Nun war die Studie selbst sicherlich nicht nach höchstem wissenschaftlichen Standard durchgeführt. Dennoch ist es nett, wie der Gizmodo-Artikel diese vermeintliche Kaffee-Abhängigkeit der Forscher zu begründen versuchte. Im Wortlaut: 

„Unter den Befragten waren Wissenschaftler und Labortechniker die stärksten Kaffeetrinker des Landes. Für jeden, der in der Wissenschaft arbeitet oder gearbeitet hat, ist dieses Ergebnis wahrscheinlich nicht überraschend. Schließlich ist Wissenschaft ein 24-Stunden-Job. Experimente laufen oft nach Zeitplänen ab, die in keiner Weise mit dem zirkadianen Rhythmus eines normalen Menschen – oder eines anderen Lebewesens – übereinstimmen.

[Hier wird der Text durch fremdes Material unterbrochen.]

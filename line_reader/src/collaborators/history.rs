// Copyright (c) 2025 R3BL LLC. Licensed under Apache License, Version 2.0.

use std::{collections::VecDeque, fmt::Debug};

use crate::{DEFAULT_HISTORY_SIZE, glob_contains, glob_matches};

/// Which way a history search or navigation goes. Backward is toward older entries.
#[derive(Clone, Copy, Debug, Default, PartialEq, Eq)]
pub enum SearchDirection {
    #[default]
    Backward,
    Forward,
}

impl SearchDirection {
    #[must_use]
    pub fn reversed(self) -> Self {
        match self {
            SearchDirection::Backward => SearchDirection::Forward,
            SearchDirection::Forward => SearchDirection::Backward,
        }
    }
}

/// How a search pattern is matched against an entry.
#[derive(Clone, Copy, Debug, PartialEq, Eq)]
pub enum SearchKind {
    Prefix,
    Substring,
    /// A glob that may match anywhere in the entry.
    Glob,
}

/// What to keep out of history, built from the options and variables when a line is
/// accepted.
#[derive(Clone, Debug, Default, PartialEq, Eq)]
pub struct HistoryPolicy {
    pub ignore_space: bool,
    pub ignore_dups: bool,
    pub reduce_blanks: bool,
    /// Globs; a line matching any of them is not added.
    pub ignore_patterns: Vec<String>,
}

impl HistoryPolicy {
    /// The line as it should be stored, or `None` to skip it. `previous` is the newest
    /// entry.
    #[must_use]
    pub fn filter(&self, line: &str, previous: Option<&str>) -> Option<String> {
        if line.trim().is_empty() {
            return None;
        }
        if self.ignore_space && line.starts_with(' ') {
            return None;
        }
        let line = if self.reduce_blanks {
            reduce_blanks(line)
        } else {
            line.to_string()
        };
        if self.ignore_dups && previous == Some(line.as_str()) {
            return None;
        }
        if self
            .ignore_patterns
            .iter()
            .any(|pattern| glob_matches(pattern, &line, false))
        {
            return None;
        }
        Some(line)
    }
}

/// Trim the line and squeeze runs of blanks into one space. Newlines are kept.
fn reduce_blanks(line: &str) -> String {
    let mut acc = String::with_capacity(line.len());
    let mut in_blank = false;
    for ch in line.trim().chars() {
        if ch == ' ' || ch == '\t' {
            if !in_blank {
                acc.push(' ');
            }
            in_blank = true;
        } else {
            acc.push(ch);
            in_blank = false;
        }
    }
    acc
}

/// Does `entry` match `pattern` the way `kind` says.
#[must_use]
pub fn entry_matches(entry: &str, pattern: &str, kind: SearchKind, case_insensitive: bool) -> bool {
    match kind {
        SearchKind::Glob => glob_contains(pattern, entry, case_insensitive),
        _ if case_insensitive => {
            let entry = entry.to_lowercase();
            let pattern = pattern.to_lowercase();
            match kind {
                SearchKind::Prefix => entry.starts_with(&pattern),
                _ => entry.contains(&pattern),
            }
        }
        SearchKind::Prefix => entry.starts_with(pattern),
        SearchKind::Substring => entry.contains(pattern),
    }
}

/// Past lines, oldest first, plus a navigation cursor. The cursor ranges over
/// `0..=len()`, where `len()` stands for the line being edited.
pub trait History: Debug + Send {
    /// Add a line, subject to `policy`. Returns `false` if it was skipped. Moves the
    /// cursor past the end.
    fn add(&mut self, line: &str, policy: &HistoryPolicy) -> bool;

    fn len(&self) -> usize;

    fn is_empty(&self) -> bool { self.len() == 0 }

    fn get(&self, index: usize) -> Option<&str>;

    /// The navigation cursor.
    fn index(&self) -> usize;

    /// Move the cursor. Returns `false` (and stays put) if `index > len()`.
    fn move_to(&mut self, index: usize) -> bool;

    fn move_to_end(&mut self) {
        let len = self.len();
        self.move_to(len);
    }

    /// Step toward older entries. Returns the new current entry.
    fn previous(&mut self) -> Option<String> {
        let index = self.index().checked_sub(1)?;
        self.move_to(index);
        self.get(index).map(ToString::to_string)
    }

    /// Step toward newer entries. Returns the new current entry, or an empty string
    /// when stepping past the newest one.
    fn next(&mut self) -> Option<String> {
        let index = self.index() + 1;
        if index > self.len() {
            return None;
        }
        self.move_to(index);
        Some(self.get(index).map(ToString::to_string).unwrap_or_default())
    }

    /// The first entry after `from` (exclusive) in `direction` that matches.
    fn search(
        &self,
        pattern: &str,
        from: usize,
        direction: SearchDirection,
        kind: SearchKind,
        case_insensitive: bool,
    ) -> Option<usize> {
        let matches = |index: &usize| {
            self.get(*index)
                .is_some_and(|entry| entry_matches(entry, pattern, kind, case_insensitive))
        };
        match direction {
            SearchDirection::Backward => (0..from.min(self.len())).rev().find(matches),
            SearchDirection::Forward => (from.saturating_add(1)..self.len()).find(matches),
        }
    }

    /// Bound the number of entries kept. Oldest entries go first.
    fn set_max_size(&mut self, max_size: usize);
}

/// In memory history. Nothing is persisted.
#[derive(Clone, Debug, PartialEq, Eq)]
pub struct MemoryHistory {
    entries: VecDeque<String>,
    index: usize,
    max_size: usize,
}

impl Default for MemoryHistory {
    fn default() -> Self {
        Self {
            entries: VecDeque::new(),
            index: 0,
            max_size: usize::try_from(DEFAULT_HISTORY_SIZE).unwrap_or(usize::MAX),
        }
    }
}

impl MemoryHistory {
    #[must_use]
    pub fn new() -> Self { Self::default() }

    /// History preloaded with `lines`, oldest first, added without any filtering.
    #[must_use]
    pub fn from_lines<S: AsRef<str>>(lines: &[S]) -> Self {
        let mut history = Self::new();
        for line in lines {
            history.push(line.as_ref().to_string());
        }
        history
    }

    fn push(&mut self, line: String) {
        self.entries.push_back(line);
        while self.entries.len() > self.max_size {
            self.entries.pop_front();
        }
        self.index = self.entries.len();
    }
}

impl History for MemoryHistory {
    fn add(&mut self, line: &str, policy: &HistoryPolicy) -> bool {
        let previous = self.entries.back().map(String::as_str);
        let Some(line) = policy.filter(line, previous) else {
            self.index = self.entries.len();
            tracing::debug!(message = "history skipped line");
            return false;
        };
        self.push(line);
        true
    }

    fn len(&self) -> usize { self.entries.len() }

    fn get(&self, index: usize) -> Option<&str> { self.entries.get(index).map(String::as_str) }

    fn index(&self) -> usize { self.index }

    fn move_to(&mut self, index: usize) -> bool {
        if index > self.entries.len() {
            return false;
        }
        self.index = index;
        true
    }

    fn set_max_size(&mut self, max_size: usize) {
        self.max_size = max_size;
        while self.entries.len() > self.max_size {
            self.entries.pop_front();
        }
        self.index = self.index.min(self.entries.len());
    }
}

#[cfg(test)]
mod tests {
    use super::*;
    use pretty_assertions::assert_eq;
    use test_case::test_case;

    fn policy() -> HistoryPolicy {
        HistoryPolicy {
            ignore_space: true,
            ignore_dups: true,
            reduce_blanks: true,
            ignore_patterns: vec!["ls*".to_string()],
        }
    }

    #[test_case("echo   a  b ", Some("echo a b"))]
    #[test_case(" secret", None)]
    #[test_case("ls -la", None)]
    #[test_case("   ", None)]
    fn test_policy(line: &str, expected: Option<&str>) {
        assert_eq!(policy().filter(line, None).as_deref(), expected);
    }

    #[test]
    fn test_dups_are_skipped() {
        let mut history = MemoryHistory::new();
        assert!(history.add("make", &policy()));
        assert!(!history.add("make", &policy()));
        assert!(history.add("make test", &policy()));
        assert_eq!(history.len(), 2);
    }

    #[test]
    fn test_navigation() {
        let mut history = MemoryHistory::from_lines(&["one", "two"]);
        assert_eq!(history.index(), 2);
        assert_eq!(history.previous().as_deref(), Some("two"));
        assert_eq!(history.previous().as_deref(), Some("one"));
        assert_eq!(history.previous(), None);
        assert_eq!(history.next().as_deref(), Some("two"));
        assert_eq!(history.next().as_deref(), Some(""));
        assert_eq!(history.next(), None);
    }

    #[test]
    fn test_search() {
        let history = MemoryHistory::from_lines(&["git status", "cargo build", "git push", "Cargo test"]);
        let len = history.len();
        assert_eq!(
            history.search("git", len, SearchDirection::Backward, SearchKind::Prefix, false),
            Some(2)
        );
        assert_eq!(
            history.search("git", 2, SearchDirection::Backward, SearchKind::Prefix, false),
            Some(0)
        );
        assert_eq!(
            history.search("cargo", 0, SearchDirection::Forward, SearchKind::Prefix, true),
            Some(1)
        );
        assert_eq!(
            history.search("cargo", 1, SearchDirection::Forward, SearchKind::Prefix, true),
            Some(3)
        );
        assert_eq!(
            history.search("b*d", len, SearchDirection::Backward, SearchKind::Glob, false),
            Some(1)
        );
        assert_eq!(
            history.search("push", len, SearchDirection::Backward, SearchKind::Substring, false),
            Some(2)
        );
    }

    #[test]
    fn test_max_size() {
        let mut history = MemoryHistory::new();
        history.set_max_size(2);
        for line in ["a", "b", "c"] {
            history.add(line, &HistoryPolicy::default());
        }
        assert_eq!(history.get(0), Some("b"));
        assert_eq!(history.len(), 2);
    }
}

Viele Wissenschaftler arbeiten unter riesigem Druck, Ergebnisse vor konkurrierenden Labors oder Forschungsgruppen zu veröffentlichen. Zudem zwingen begrenzte finanzielle Mittel die Forscher dazu, unzählige Stunden mit dem Schreiben von Förderanträgen zu verbringen, obwohl sie eigentlich Wissenschaft betreiben könnten. (Es ist übrigens nicht so, dass sie Anträge schreiben anstatt Wissenschaft zu betreiben. Sie schreiben Anträge und betreiben Wissenschaft.)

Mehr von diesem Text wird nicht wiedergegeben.